▸ DATA FOR ANALYSIS:
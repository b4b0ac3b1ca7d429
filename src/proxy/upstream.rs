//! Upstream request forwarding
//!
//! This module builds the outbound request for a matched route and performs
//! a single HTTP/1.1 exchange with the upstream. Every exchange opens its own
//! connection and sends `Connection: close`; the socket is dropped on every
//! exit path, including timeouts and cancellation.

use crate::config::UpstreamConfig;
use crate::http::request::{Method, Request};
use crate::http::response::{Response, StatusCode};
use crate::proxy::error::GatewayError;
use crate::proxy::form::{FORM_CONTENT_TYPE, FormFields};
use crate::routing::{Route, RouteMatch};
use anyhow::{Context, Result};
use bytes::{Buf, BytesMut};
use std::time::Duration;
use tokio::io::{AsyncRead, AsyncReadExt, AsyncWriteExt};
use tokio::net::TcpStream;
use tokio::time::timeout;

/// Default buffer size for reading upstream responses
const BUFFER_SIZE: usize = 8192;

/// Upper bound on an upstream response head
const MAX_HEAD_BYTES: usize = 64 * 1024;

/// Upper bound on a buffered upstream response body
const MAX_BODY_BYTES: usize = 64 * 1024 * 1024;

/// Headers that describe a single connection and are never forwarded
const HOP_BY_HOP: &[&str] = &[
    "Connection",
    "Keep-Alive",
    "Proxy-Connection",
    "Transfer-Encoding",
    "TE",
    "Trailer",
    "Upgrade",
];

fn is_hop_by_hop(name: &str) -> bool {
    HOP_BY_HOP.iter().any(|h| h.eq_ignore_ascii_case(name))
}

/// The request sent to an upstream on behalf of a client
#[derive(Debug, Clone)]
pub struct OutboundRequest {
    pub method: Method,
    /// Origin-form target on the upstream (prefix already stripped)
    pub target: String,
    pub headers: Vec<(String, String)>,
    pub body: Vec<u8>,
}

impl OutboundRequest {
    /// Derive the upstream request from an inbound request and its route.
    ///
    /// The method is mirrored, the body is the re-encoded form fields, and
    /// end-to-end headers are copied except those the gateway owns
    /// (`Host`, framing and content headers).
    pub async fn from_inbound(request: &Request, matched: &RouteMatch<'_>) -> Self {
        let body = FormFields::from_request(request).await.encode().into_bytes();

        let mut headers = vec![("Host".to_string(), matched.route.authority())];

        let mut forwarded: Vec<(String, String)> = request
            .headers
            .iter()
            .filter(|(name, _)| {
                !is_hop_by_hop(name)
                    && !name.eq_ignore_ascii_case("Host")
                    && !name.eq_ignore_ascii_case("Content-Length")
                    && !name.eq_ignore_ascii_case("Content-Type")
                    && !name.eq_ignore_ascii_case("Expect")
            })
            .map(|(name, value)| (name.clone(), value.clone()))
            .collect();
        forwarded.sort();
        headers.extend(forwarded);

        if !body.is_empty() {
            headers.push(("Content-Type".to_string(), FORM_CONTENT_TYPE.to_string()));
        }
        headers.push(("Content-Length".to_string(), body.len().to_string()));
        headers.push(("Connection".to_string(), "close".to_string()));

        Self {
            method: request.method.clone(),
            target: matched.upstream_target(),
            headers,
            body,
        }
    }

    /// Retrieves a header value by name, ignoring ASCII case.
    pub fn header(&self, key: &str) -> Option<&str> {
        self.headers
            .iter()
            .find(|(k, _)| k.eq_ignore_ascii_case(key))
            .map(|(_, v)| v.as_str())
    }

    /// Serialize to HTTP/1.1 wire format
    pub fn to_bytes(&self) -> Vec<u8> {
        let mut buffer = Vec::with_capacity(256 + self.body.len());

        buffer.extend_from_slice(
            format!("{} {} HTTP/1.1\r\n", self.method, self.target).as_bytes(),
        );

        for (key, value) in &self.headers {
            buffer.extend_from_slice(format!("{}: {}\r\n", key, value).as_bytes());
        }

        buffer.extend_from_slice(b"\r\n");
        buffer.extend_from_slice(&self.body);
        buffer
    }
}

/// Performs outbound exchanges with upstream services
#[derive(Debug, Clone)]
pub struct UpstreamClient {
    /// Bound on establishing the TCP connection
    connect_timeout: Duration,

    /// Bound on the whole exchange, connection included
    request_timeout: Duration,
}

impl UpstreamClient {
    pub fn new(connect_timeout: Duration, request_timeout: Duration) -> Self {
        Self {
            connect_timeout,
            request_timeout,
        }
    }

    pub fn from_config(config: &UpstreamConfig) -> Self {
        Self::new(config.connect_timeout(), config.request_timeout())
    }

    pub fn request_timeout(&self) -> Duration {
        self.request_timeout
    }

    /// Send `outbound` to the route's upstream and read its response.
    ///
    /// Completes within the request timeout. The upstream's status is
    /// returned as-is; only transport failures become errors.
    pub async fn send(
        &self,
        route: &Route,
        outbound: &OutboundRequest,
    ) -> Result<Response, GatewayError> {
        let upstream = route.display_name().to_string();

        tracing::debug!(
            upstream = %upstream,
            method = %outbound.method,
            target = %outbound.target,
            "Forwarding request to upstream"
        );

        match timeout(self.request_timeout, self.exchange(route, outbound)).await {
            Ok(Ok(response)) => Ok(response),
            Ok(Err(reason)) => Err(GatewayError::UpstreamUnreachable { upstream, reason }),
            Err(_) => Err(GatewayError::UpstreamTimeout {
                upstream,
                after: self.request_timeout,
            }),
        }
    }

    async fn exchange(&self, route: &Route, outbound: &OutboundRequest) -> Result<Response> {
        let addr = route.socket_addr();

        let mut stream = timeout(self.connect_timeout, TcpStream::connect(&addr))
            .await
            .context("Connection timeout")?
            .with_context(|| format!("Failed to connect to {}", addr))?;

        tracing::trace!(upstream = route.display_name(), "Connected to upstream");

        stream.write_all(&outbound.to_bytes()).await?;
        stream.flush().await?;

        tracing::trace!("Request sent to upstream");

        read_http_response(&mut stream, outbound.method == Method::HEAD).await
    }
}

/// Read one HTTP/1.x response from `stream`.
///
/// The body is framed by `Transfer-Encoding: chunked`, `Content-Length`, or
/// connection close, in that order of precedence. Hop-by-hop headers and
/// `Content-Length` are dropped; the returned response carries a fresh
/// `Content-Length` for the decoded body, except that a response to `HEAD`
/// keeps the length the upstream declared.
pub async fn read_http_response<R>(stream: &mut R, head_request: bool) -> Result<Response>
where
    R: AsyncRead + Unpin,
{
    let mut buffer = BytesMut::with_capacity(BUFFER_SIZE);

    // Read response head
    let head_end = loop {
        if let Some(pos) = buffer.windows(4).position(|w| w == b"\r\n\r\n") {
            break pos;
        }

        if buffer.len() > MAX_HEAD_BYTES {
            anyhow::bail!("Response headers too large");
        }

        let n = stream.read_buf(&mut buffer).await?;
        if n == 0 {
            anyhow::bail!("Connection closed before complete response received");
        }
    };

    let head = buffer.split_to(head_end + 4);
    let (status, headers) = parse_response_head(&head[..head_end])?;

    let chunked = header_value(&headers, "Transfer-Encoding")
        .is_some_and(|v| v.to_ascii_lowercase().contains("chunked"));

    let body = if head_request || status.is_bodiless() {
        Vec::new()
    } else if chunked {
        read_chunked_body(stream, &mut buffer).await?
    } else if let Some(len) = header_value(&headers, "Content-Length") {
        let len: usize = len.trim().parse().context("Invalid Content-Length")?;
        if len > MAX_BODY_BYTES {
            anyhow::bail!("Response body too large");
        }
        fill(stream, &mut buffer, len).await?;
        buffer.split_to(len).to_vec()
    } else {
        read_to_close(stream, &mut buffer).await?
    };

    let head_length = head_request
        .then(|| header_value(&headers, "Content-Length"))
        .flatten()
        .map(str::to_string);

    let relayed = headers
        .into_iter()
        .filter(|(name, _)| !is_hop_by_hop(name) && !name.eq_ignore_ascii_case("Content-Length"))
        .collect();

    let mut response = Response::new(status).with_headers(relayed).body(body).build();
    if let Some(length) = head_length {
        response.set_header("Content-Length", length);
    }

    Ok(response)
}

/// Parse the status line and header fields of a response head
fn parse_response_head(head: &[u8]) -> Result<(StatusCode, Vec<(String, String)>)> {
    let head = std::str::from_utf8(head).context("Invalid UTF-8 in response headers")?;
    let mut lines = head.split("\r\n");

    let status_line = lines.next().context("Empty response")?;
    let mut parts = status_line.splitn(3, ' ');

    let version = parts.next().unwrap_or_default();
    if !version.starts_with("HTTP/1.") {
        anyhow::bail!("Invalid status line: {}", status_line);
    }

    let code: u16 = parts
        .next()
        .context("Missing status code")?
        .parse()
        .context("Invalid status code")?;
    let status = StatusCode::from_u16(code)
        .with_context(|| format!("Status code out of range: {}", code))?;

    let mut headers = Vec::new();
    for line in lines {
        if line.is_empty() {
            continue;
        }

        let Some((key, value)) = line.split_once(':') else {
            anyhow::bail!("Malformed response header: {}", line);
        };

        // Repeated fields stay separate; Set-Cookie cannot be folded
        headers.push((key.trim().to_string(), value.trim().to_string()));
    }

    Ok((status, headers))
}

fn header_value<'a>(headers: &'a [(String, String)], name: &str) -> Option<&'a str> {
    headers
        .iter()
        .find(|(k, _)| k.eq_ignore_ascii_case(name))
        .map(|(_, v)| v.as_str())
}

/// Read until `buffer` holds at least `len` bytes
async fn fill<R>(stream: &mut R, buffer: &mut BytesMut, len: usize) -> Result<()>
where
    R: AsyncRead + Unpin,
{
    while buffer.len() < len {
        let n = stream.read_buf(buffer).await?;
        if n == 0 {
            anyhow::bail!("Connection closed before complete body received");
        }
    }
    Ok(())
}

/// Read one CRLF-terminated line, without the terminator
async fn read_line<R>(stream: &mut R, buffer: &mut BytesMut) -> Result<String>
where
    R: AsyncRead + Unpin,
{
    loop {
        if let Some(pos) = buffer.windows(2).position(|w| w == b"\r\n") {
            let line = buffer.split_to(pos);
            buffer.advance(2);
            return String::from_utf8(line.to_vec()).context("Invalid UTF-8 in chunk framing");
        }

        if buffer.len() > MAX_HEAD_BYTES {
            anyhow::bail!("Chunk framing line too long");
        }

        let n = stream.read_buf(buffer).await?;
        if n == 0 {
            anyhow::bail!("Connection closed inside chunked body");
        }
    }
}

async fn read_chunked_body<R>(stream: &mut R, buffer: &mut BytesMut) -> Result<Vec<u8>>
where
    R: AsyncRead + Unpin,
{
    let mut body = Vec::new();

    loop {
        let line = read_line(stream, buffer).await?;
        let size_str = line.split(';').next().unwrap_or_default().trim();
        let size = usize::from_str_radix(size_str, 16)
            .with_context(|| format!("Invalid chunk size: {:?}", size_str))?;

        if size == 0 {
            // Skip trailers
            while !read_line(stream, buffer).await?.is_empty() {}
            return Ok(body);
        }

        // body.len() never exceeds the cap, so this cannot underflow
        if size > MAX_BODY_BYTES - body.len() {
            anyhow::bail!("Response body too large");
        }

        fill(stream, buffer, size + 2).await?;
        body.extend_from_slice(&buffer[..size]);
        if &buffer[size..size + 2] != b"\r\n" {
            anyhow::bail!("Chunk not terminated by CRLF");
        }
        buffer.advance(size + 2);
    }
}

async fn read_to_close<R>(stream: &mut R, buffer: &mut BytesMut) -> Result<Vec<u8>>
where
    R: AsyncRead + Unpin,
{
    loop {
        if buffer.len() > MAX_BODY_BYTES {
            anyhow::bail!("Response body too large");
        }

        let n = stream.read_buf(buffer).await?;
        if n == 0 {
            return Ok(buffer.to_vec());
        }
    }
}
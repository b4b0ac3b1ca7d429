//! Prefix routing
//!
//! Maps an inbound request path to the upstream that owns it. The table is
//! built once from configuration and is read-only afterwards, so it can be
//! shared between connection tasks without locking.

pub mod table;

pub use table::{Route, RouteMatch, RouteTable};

▸ TRY IT: Number of lines holding "version" in the data: give it, with nothing else.

▸ TASK RESPONSE: 2